Bosambo was not prepared for the Commissioner’s arrival. He was a man singularly free from illusions, and when they brought him word that Sanders was accompanied by the Queen of the N’Gombi he had no doubt in his mind that the times ahead were troublesome.

So they proved.

Sanders cut short the flower of his welcome. He nipped it as the frost nips young buds, and as coldly.

“You have put foolish ideas into this woman’s head,” he said, “and I have brought her here that you might do that which is honourable.”

“Lord, I am your man,” said Bosambo, with proper humility.

“And my uncle also,” said Sanders, “if all that you said to her was true.”

The girl stood by listening.

“Now you have told her that she should marry into my house,” said Sanders, “and, being a woman, her mind is set upon this matter.”

Bosambo saw what was coming, and hastened to avert the evil.

“Lord,” he said, in his agitation dropping into the English he had spoken on the coast, “she be number one women; dem wife she not be fit for nudder woman.”

“I do not speak that monkey talk,” said Sanders calmly. “You marry this woman to-day and she goes back to rule the N’Gombi–tonight.”

“Lord,” pleaded Bosambo, “I am of the Faith–the one Prophet of the one God.”

“But not the one wife, I think,” said Sanders. “You marry her or I whip you.”

“Lord, I will be whipped,” said Bosambo promptly.

“Also, I will place another chief over the Ochori.”

“That is too great a shame,” said Bosambo aghast. “For as you know, lord, my father and his father were chiefs of this tribe, and I have the blood of kings in my veins.”

“You have the blood of Monravian thieves, and your fathers you never knew,” said Sanders patiently. “You marry to-day!”

“It is as you will, oh, my uncle!” said Bosambo.

Sanders said nothing, though his hands clutched his stick the tighter.

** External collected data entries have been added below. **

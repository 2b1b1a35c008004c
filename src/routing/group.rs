use crate::middleware::{Handler, HandlerChain};
use super::{Method, RouteTable, RoutingError};

/// 접두사와 미들웨어를 공유하는 라우트 묶음
///
/// 그룹에 등록된 라우트의 체인은 서버 미들웨어, 그룹 미들웨어, 핸들러 순서입니다.
/// 중첩 그룹은 접두사를 이어 붙이고 미들웨어를 뒤에 추가합니다.
pub struct Group<'a> {
    table: &'a mut RouteTable,
    prefix: String,
    middleware: HandlerChain,
}

pub(crate) fn join_paths(prefix: &str, path: &str) -> String {
    let prefix = prefix.trim_end_matches('/');
    if path.is_empty() {
        return format!("{}/", prefix);
    }
    if path.starts_with('/') {
        format!("{}{}", prefix, path)
    } else {
        format!("{}/{}", prefix, path)
    }
}

impl<'a> Group<'a> {
    pub(crate) fn new(table: &'a mut RouteTable, prefix: &str, middleware: HandlerChain) -> Self {
        Self {
            table,
            prefix: prefix.trim_end_matches('/').to_string(),
            middleware,
        }
    }

    pub fn prefix(&self) -> &str {
        &self.prefix
    }

    /// 이후 등록되는 라우트에 미들웨어를 추가합니다.
    pub fn add_middleware<H: Handler>(&mut self, handler: H) -> &mut Self {
        self.middleware.add(handler);
        self
    }

    pub fn group(&mut self, prefix: &str, middleware: HandlerChain) -> Group<'_> {
        let mut chain = self.middleware.clone();
        chain.extend(&middleware);
        let prefix = join_paths(&self.prefix, prefix);
        Group::new(&mut *self.table, &prefix, chain)
    }

    pub fn route<H: Handler>(&mut self, method: Method, path: &str, handler: H) -> Result<&mut Self, RoutingError> {
        let mut handlers = self.middleware.clone();
        handlers.add(handler);
        self.table.add(method, &join_paths(&self.prefix, path), handlers)?;
        Ok(self)
    }

    pub fn get<H: Handler>(&mut self, path: &str, handler: H) -> Result<&mut Self, RoutingError> {
        self.route(Method::Get, path, handler)
    }

    pub fn post<H: Handler>(&mut self, path: &str, handler: H) -> Result<&mut Self, RoutingError> {
        self.route(Method::Post, path, handler)
    }

    pub fn put<H: Handler>(&mut self, path: &str, handler: H) -> Result<&mut Self, RoutingError> {
        self.route(Method::Put, path, handler)
    }

    pub fn patch<H: Handler>(&mut self, path: &str, handler: H) -> Result<&mut Self, RoutingError> {
        self.route(Method::Patch, path, handler)
    }

    pub fn delete<H: Handler>(&mut self, path: &str, handler: H) -> Result<&mut Self, RoutingError> {
        self.route(Method::Delete, path, handler)
    }
}
use async_trait::async_trait;
use base64::{Engine as _, engine::general_purpose::STANDARD as BASE64};
use hyper::header::{self, HeaderValue};
use tracing::debug;
use crate::context::Ctx;
use crate::error::{Error, HttpError, Result};
use crate::middleware::Handler;
use super::auth::{Authenticator, CredentialAuthenticator};
use super::config::BasicAuthConfig;

/// Basic 인증 미들웨어
///
/// 헤더가 없거나 자격증명이 틀리면 401, 형식이 잘못되면 400을 반환하며
/// 모든 실패 응답에 `WWW-Authenticate`를 붙입니다.
pub struct BasicAuth {
    challenge: HeaderValue,
    authenticator: Box<dyn Authenticator>,
}

impl BasicAuth {
    /// 단일 사용자
    pub fn new(username: &str, password: &str) -> Self {
        Self::with_authenticator(
            "Restricted",
            Box::new(CredentialAuthenticator::new([(username, password)])),
        )
    }

    pub fn from_config(config: &BasicAuthConfig) -> Self {
        Self::with_authenticator(&config.realm, Box::new(CredentialAuthenticator::from_config(config)))
    }

    pub fn with_authenticator(realm: &str, authenticator: Box<dyn Authenticator>) -> Self {
        let challenge = HeaderValue::try_from(format!("Basic realm=\"{}\"", realm.replace('"', "")))
            .unwrap_or_else(|_| HeaderValue::from_static("Basic realm=\"Restricted\""));
        Self { challenge, authenticator }
    }

    /// Authorization 헤더에서 자격증명을 추출합니다.
    fn extract_credentials(header: &str) -> std::result::Result<(String, String), u16> {
        // Basic <base64 알파벳>
        let token = header.strip_prefix("Basic ").ok_or(400u16)?;
        let valid = token
            .chars()
            .all(|c| c.is_ascii_alphanumeric() || matches!(c, '+' | '/' | '='));
        if !valid {
            return Err(400);
        }

        let decoded = BASE64.decode(token).map_err(|_| 400u16)?;
        let pair = String::from_utf8(decoded).map_err(|_| 400u16)?;
        let (user, pass) = pair.split_once(':').ok_or(400u16)?;
        Ok((user.to_string(), pass.to_string()))
    }

    fn reject(&self, ctx: &Ctx, code: u16) -> Error {
        ctx.with_header(header::WWW_AUTHENTICATE, self.challenge.clone());
        HttpError::from_status(code).into()
    }
}

#[async_trait]
impl Handler for BasicAuth {
    async fn handle(&self, ctx: Ctx) -> Result<()> {
        let Some(auth) = ctx.request_header(header::AUTHORIZATION.as_str()).filter(|a| !a.is_empty()) else {
            return Err(self.reject(&ctx, 401));
        };

        let (username, password) = match Self::extract_credentials(auth) {
            Ok(pair) => pair,
            Err(code) => return Err(self.reject(&ctx, code)),
        };

        if !self.authenticator.verify_credentials(&username, &password) {
            debug!(user = %username, request_id = %ctx.id(), "Basic 인증 실패");
            return Err(self.reject(&ctx, 401));
        }

        ctx.next().await
    }

    fn name(&self) -> &str {
        "basic-auth"
    }
}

After all, he had brought that insult upon himself.

The People of the River

10. THE MAN ON THE SPOT

ONCE upon a time a man went up to the Calali River to buy rubber from the natives. He had a permit signed by the new Administrator and a licence to trade, and he had come into Sanders’ territory by a back way and did not trouble to have this permit visaed.

Now the permit bore the signature of His Excellency the Administrator, him and none other, and the name of His Excellency “goes,” and people have been known to bow their heads most respectfully at the mention of his name.

Sanders did not respect him, but called him “your Excellency,” because it was lawful.

Anyway, this trader to whom I have referred went up the Calali River and bought rubber.